Propagation: by seed, seedling production
Spice paprika is a technical crop grown for the production of ground paprika, with similar requirements as vegetable pepper, but it requires a lot of manual work both in cultivation and processing.
Cultivation practices of Capsicum annuum – from seedlings
| Month | I. | II. | III. | IV. | V. | VI. | VII. | VIII. | IX. | X. | XI. | XII. |
|---|---|---|---|---|---|---|---|---|---|---|---|---|
| Sowing/under cover | XXX | |||||||||||
| Planting | XX | |||||||||||
| Harvest/fruit | XXX | X |
Crop rotation and fertilization requirements
In Slovakia, paprika is cultivated as an annual crop.
Track: I.
Suitable preceding crops: cereals, legumes, forage mixtures
Fertilization: Paprika responds very positively to the application of farmyard manure.
Varieties: Spice red paprika belongs to the species Capsicum annuum and includes varieties such as ‘Dvorská’, ‘Žitavská’, ‘Kolora’, and ‘Novozámocká’. The product *Paprika Žitava* has obtained PDO status and is produced from several specific sweet varieties grown in the Žitný ostrov region. Spice paprika also includes hot chili types such as Capsicum annuum, C. chinense, and C. frutescens.
Harvest and storage:
In Slovakia, spice paprika is harvested manually in September to October, when the fruits are fully ripe and rich in pigments. After harvest, the paprika is left to ripen further, washed, dried in a multi-stage dryer, and then ground, most often using stone mills, which ensures the intense color and flavor of ground paprika. Mechanized harvesting is used only minimally due to higher losses.
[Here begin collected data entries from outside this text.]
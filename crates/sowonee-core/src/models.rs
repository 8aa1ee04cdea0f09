//! Gallery record types.
//!
//! [`ImageRecord`] mirrors one row of the externally hosted `images` table.
//! The core never mutates records; filtering returns references into the
//! caller's slice.

use chrono::{DateTime, NaiveDate, NaiveDateTime, Utc};
use serde::{Deserialize, Serialize};

/// One gallery image's metadata row.
#[derive(Debug, Clone, PartialEq, Serialize, Deserialize)]
pub struct ImageRecord {
    /// Opaque unique identifier.
    pub id: String,
    pub title: String,
    /// Free text; also the substrate for emotion/action/scene matching.
    #[serde(default)]
    pub description: Option<String>,
    #[serde(default)]
    pub file_path: String,
    #[serde(default)]
    pub file_name: String,
    #[serde(default)]
    pub width: Option<u32>,
    #[serde(default)]
    pub height: Option<u32>,
    /// One of the [`Character`](crate::vocab::Character) values, or absent.
    #[serde(default)]
    pub character: Option<String>,
    #[serde(default)]
    pub image_type: Option<String>,
    #[serde(default)]
    pub image_mood: Option<String>,
    #[serde(default)]
    pub image_shape: Option<String>,
    #[serde(default)]
    pub image_purpose: Option<String>,
    #[serde(default)]
    pub tags: Option<Vec<String>>,
    /// Stored like counter, used by the `popular` sort order.
    #[serde(default)]
    pub likes: u32,
    #[serde(default = "default_visible")]
    pub is_visible: bool,
    pub created_at: String,
    #[serde(default)]
    pub updated_at: String,
}

fn default_visible() -> bool {
    true
}

impl ImageRecord {
    /// Create a visible record with the given id, title and creation time.
    pub fn new(
        id: impl Into<String>,
        title: impl Into<String>,
        created_at: impl Into<String>,
    ) -> Self {
        let created_at = created_at.into();
        Self {
            id: id.into(),
            title: title.into(),
            description: None,
            file_path: String::new(),
            file_name: String::new(),
            width: None,
            height: None,
            character: None,
            image_type: None,
            image_mood: None,
            image_shape: None,
            image_purpose: None,
            tags: None,
            likes: 0,
            is_visible: true,
            updated_at: created_at.clone(),
            created_at,
        }
    }

    pub fn with_description(mut self, description: impl Into<String>) -> Self {
        self.description = Some(description.into());
        self
    }

    pub fn with_character(mut self, character: impl Into<String>) -> Self {
        self.character = Some(character.into());
        self
    }

    pub fn with_likes(mut self, likes: u32) -> Self {
        self.likes = likes;
        self
    }

    pub fn with_type(mut self, image_type: impl Into<String>) -> Self {
        self.image_type = Some(image_type.into());
        self
    }

    pub fn with_mood(mut self, mood: impl Into<String>) -> Self {
        self.image_mood = Some(mood.into());
        self
    }

    pub fn with_shape(mut self, shape: impl Into<String>) -> Self {
        self.image_shape = Some(shape.into());
        self
    }

    pub fn with_purpose(mut self, purpose: impl Into<String>) -> Self {
        self.image_purpose = Some(purpose.into());
        self
    }

    /// Mark the record hidden.
    pub fn hidden(mut self) -> Self {
        self.is_visible = false;
        self
    }

    /// Description as text, empty when absent.
    pub fn description_text(&self) -> &str {
        self.description.as_deref().unwrap_or("")
    }

    /// Parse `created_at`.
    ///
    /// Accepts RFC 3339, `YYYY-MM-DD HH:MM:SS[.frac]` (taken as UTC) and a bare
    /// `YYYY-MM-DD`. Returns `None` for anything else.
    pub fn created_at_parsed(&self) -> Option<DateTime<Utc>> {
        parse_timestamp(&self.created_at)
    }
}

/// Parse a stored timestamp string into UTC.
pub fn parse_timestamp(raw: &str) -> Option<DateTime<Utc>> {
    let raw = raw.trim();
    if raw.is_empty() {
        return None;
    }
    if let Ok(dt) = DateTime::parse_from_rfc3339(raw) {
        return Some(dt.with_timezone(&Utc));
    }
    for fmt in ["%Y-%m-%d %H:%M:%S%.f", "%Y-%m-%dT%H:%M:%S%.f"] {
        if let Ok(naive) = NaiveDateTime::parse_from_str(raw, fmt) {
            return Some(naive.and_utc());
        }
    }
    NaiveDate::parse_from_str(raw, "%Y-%m-%d")
        .ok()
        .and_then(|d| d.and_hms_opt(0, 0, 0))
        .map(|naive| naive.and_utc())
}
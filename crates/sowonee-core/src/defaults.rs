//! Centralized default constants for SOWONEE Gallery.
//!
//! Crates reference these constants instead of defining their own magic
//! numbers.

// =============================================================================
// PERSISTENCE
// =============================================================================

/// Prefix shared by every persisted key.
pub const STORAGE_PREFIX: &str = "sowonee_";

/// Key holding the per-image view counters.
pub const KEY_IMAGE_VIEWS: &str = "sowonee_image_views";

/// Key holding the per-image download counters.
pub const KEY_IMAGE_DOWNLOADS: &str = "sowonee_image_downloads";

/// Key holding the search log.
pub const KEY_SEARCH_HISTORY: &str = "sowonee_search_history";

/// Key holding the favorite image ids.
pub const KEY_FAVORITES: &str = "sowonee_favorites";

/// Directory name used under the platform data dir for file storage.
pub const STORAGE_DIR_NAME: &str = "sowonee";

// =============================================================================
// ENGAGEMENT
// =============================================================================

/// Maximum number of entries kept in the search log.
pub const SEARCH_HISTORY_CAP: usize = 100;

/// Weight of one view in the engagement popularity score.
pub const VIEW_WEIGHT: u64 = 1;

/// Weight of one download in the engagement popularity score.
pub const DOWNLOAD_WEIGHT: u64 = 3;

/// Default limit for `top_viewed` / `top_downloaded` / `top_searches`.
pub const TOP_LIMIT: usize = 10;

/// Default limit for `popular_image_ids`.
pub const POPULAR_LIMIT: usize = 20;

/// Default limit for `recent_searches`.
pub const RECENT_SEARCH_LIMIT: usize = 5;

// =============================================================================
// GALLERY
// =============================================================================

/// Number of engagement-ranked ids used by the main view's "popular" filter.
pub const POPULAR_VIEW_LIMIT: usize = 50;

/// Quiescence window before a filter change triggers a fetch.
pub const SEARCH_DEBOUNCE_MS: u64 = 300;
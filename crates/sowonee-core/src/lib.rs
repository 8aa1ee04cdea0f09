//! # sowonee-core
//!
//! Core types, vocabularies, and the query/filter engine for SOWONEE Gallery.
//!
//! This crate performs no I/O. It consumes an already fetched list of
//! [`ImageRecord`]s and a [`FilterSpec`] and produces the ordered subset the
//! gallery displays, plus the facet counts shown next to each filter option.

pub mod defaults;
pub mod error;
pub mod facets;
pub mod filter;
pub mod logging;
pub mod models;
pub mod vocab;

// Re-export commonly used types at crate root
pub use error::{Error, Result};
pub use facets::{
    action_counts, active_filters, character_counts, emotion_counts, scene_counts, ActiveFilter,
    FilterKey,
};
pub use filter::{apply_special_filter, filter_images, matches, FilterSpec, SortOrder, SpecialFilter};
pub use models::ImageRecord;
pub use vocab::*;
Use: Spice paprika is used in the food industry as both a spice and a natural dye, giving dishes their characteristic sweet or hot flavor and orange-red color. It is an essential part of blends such as goulash or barbecue seasoning and is used in meat products, sauces, marinades, and hot sauces.
Impact on human health:
Constituents: alkaloids (capsaicin), carotenoids (capsanthin, capsorubin), vitamin C
Phytotherapeutic groups: antiseptic, analgesic, stomachic
Diseases and pests: Paprika is threatened by viruses (pepper mosaic, tomato spotted wilt), fungi (gray mold, phytophthora), bacteria (bacterial leaf spot), and physiological disorders (chlorosis, necrosis, fruit deformation). Among pests, the most significant are aphids, whiteflies, mites, thrips, and nematodes, which often transmit viruses.